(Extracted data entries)
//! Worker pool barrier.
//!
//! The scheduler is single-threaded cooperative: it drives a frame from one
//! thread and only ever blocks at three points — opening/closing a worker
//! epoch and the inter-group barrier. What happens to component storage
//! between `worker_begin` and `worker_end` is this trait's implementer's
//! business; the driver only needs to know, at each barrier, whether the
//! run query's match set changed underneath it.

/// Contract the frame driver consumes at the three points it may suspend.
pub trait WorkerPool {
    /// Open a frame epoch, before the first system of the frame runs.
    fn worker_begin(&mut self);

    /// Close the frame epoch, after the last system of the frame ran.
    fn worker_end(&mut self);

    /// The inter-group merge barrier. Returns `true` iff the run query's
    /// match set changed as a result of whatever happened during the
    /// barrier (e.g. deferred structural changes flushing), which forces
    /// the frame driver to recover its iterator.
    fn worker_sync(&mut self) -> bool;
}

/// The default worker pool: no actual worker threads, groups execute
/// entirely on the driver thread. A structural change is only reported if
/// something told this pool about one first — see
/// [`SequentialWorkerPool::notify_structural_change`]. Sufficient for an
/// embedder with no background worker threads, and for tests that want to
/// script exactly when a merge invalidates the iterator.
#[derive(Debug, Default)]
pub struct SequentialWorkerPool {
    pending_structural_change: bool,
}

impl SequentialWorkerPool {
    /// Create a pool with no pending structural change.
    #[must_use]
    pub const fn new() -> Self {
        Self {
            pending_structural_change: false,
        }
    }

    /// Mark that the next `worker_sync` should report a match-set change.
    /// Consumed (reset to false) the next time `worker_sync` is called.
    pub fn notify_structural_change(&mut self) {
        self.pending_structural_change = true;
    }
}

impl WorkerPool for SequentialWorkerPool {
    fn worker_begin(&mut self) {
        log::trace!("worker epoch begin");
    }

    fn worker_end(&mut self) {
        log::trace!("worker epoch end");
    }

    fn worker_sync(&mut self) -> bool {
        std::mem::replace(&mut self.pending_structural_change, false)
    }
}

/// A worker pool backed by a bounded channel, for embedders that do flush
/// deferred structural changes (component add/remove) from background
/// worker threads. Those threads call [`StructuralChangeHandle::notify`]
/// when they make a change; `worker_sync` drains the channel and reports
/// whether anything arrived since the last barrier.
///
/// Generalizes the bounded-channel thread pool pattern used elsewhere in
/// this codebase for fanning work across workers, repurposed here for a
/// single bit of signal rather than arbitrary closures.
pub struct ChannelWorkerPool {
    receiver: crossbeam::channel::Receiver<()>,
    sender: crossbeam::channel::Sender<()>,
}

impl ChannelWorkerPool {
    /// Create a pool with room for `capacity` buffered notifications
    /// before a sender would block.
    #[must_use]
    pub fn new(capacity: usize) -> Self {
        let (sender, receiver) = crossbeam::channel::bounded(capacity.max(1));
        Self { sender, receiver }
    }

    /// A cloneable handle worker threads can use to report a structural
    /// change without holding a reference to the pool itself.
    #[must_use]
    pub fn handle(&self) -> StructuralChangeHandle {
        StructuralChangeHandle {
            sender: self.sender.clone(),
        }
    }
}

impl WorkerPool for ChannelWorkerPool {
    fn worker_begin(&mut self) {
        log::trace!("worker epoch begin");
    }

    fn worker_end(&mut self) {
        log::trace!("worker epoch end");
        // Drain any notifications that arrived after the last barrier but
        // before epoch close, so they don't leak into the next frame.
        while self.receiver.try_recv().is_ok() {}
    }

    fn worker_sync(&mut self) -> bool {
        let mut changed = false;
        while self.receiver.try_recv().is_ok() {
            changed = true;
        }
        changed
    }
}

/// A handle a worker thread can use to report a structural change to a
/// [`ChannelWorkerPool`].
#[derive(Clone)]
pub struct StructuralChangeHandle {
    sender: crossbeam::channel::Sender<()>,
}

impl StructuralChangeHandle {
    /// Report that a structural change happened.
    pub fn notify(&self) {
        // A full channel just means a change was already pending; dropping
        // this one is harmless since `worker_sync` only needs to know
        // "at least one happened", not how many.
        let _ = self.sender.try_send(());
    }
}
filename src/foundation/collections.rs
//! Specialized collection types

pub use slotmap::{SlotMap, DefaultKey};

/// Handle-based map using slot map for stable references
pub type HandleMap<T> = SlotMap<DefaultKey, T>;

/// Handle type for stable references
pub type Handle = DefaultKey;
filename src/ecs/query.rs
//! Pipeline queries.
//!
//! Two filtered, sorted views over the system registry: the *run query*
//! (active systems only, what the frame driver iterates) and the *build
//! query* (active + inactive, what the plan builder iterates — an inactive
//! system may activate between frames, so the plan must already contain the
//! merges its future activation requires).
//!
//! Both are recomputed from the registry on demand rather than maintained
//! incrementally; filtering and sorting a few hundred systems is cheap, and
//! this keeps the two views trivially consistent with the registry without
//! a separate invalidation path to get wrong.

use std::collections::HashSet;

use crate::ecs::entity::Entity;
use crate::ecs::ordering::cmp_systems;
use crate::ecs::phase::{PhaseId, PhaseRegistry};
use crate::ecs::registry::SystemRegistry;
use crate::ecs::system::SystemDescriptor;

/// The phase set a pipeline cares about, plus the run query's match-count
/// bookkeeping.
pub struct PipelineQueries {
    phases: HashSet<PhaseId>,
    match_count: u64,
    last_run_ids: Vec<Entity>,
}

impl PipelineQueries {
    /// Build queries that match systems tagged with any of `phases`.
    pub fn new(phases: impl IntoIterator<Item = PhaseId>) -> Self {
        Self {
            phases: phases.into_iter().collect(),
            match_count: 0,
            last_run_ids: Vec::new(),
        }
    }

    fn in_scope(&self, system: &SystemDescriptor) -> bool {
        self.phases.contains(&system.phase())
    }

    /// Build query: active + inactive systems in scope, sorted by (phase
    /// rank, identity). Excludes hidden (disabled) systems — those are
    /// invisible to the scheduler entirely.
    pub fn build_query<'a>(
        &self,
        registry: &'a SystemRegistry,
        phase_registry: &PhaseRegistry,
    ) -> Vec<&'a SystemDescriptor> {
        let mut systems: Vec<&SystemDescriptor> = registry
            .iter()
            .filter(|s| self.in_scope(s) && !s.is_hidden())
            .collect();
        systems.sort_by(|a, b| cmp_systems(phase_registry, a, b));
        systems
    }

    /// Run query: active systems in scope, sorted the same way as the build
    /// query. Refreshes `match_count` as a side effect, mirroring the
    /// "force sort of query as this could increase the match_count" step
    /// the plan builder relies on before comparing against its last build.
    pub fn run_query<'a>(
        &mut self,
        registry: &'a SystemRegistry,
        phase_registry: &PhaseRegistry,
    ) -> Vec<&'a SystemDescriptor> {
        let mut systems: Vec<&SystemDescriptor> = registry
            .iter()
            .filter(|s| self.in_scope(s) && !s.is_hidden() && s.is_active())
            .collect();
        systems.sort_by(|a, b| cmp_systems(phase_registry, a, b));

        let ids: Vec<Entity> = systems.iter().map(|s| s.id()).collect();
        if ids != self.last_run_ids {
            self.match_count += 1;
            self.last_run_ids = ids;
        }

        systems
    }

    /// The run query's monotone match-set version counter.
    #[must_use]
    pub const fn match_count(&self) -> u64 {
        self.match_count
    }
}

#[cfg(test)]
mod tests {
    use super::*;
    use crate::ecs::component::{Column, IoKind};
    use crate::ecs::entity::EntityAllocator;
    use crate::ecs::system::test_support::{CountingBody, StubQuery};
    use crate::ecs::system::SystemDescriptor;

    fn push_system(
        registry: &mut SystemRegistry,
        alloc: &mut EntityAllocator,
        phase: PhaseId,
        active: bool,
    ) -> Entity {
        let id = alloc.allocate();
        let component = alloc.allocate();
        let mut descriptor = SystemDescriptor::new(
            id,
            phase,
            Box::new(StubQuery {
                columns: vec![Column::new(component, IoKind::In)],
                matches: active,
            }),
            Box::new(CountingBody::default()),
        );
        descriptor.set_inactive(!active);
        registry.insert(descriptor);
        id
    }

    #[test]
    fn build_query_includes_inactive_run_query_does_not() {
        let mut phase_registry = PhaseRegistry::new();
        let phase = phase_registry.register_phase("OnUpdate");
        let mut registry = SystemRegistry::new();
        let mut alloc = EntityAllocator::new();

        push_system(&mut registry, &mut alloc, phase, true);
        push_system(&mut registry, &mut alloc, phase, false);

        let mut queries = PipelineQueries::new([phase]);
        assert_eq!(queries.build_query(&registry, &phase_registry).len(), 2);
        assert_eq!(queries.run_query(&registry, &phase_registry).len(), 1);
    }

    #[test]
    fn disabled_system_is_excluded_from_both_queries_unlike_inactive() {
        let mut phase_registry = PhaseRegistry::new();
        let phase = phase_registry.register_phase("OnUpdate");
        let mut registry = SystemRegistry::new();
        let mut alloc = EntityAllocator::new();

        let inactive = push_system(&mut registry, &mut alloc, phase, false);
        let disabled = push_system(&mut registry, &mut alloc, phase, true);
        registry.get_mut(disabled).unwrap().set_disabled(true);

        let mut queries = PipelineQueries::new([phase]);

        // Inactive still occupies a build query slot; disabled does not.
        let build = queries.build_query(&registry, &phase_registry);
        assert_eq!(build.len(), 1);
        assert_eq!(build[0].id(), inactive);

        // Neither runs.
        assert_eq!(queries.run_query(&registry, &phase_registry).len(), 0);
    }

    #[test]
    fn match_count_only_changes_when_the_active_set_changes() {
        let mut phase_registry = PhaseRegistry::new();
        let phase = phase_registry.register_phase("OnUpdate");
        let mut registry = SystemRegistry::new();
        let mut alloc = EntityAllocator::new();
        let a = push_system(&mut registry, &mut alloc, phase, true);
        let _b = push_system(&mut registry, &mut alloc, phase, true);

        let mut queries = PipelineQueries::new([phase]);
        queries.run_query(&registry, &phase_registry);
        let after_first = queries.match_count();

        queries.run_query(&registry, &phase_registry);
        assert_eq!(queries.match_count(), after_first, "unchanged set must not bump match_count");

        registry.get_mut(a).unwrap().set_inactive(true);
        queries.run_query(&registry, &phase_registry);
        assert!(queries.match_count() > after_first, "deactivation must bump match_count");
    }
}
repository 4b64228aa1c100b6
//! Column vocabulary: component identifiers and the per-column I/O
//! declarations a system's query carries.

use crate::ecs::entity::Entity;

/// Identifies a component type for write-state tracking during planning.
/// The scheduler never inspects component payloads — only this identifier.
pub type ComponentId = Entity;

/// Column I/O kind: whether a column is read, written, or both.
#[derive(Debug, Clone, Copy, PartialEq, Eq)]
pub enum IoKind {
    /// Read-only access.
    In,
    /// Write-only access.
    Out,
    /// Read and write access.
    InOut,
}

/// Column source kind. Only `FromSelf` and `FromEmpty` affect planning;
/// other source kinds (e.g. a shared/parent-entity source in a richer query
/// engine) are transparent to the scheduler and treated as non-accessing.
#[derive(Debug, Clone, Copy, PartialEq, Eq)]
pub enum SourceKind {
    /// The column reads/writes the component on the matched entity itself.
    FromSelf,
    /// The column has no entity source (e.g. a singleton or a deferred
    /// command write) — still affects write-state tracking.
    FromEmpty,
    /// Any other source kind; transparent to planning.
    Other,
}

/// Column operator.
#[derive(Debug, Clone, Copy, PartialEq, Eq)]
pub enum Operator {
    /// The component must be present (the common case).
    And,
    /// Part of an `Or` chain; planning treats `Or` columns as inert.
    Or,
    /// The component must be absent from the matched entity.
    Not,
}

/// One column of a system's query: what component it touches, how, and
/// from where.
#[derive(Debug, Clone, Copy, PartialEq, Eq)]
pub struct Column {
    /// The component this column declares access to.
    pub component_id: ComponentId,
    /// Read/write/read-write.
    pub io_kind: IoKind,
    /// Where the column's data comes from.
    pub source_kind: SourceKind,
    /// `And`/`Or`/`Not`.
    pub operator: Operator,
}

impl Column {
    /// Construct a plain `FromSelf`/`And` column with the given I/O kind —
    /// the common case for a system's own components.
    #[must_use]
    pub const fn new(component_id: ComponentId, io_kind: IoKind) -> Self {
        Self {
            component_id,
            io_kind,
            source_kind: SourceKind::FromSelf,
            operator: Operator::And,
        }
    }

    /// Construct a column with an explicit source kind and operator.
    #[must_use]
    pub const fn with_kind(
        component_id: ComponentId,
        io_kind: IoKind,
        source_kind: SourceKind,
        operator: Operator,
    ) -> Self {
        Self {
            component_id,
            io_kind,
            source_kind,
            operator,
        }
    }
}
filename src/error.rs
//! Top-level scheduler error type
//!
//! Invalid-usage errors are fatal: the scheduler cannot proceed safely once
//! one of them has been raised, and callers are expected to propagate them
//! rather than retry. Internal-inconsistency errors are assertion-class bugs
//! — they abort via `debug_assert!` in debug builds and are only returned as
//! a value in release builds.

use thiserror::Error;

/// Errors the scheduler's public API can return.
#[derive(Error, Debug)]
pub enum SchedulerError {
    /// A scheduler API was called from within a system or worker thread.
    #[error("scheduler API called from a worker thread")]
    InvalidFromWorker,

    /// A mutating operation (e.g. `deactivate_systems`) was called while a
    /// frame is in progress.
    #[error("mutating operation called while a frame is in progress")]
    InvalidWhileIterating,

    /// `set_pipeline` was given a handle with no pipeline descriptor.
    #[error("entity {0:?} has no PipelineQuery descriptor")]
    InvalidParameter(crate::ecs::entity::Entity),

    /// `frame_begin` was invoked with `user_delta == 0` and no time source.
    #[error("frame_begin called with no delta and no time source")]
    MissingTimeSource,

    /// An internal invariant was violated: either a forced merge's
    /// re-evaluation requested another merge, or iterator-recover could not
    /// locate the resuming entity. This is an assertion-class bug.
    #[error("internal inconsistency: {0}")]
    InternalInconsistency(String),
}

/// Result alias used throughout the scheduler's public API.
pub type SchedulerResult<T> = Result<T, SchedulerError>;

### EXERCISE DETAILS
Read through the lines above and collect those that contain the string "given".

### EXERCISE OUTPUT
    /// Construct a plain `FromSelf`/`And` column with the given I/O kind —
    /// `set_pipeline` was given a handle with no pipeline descriptor.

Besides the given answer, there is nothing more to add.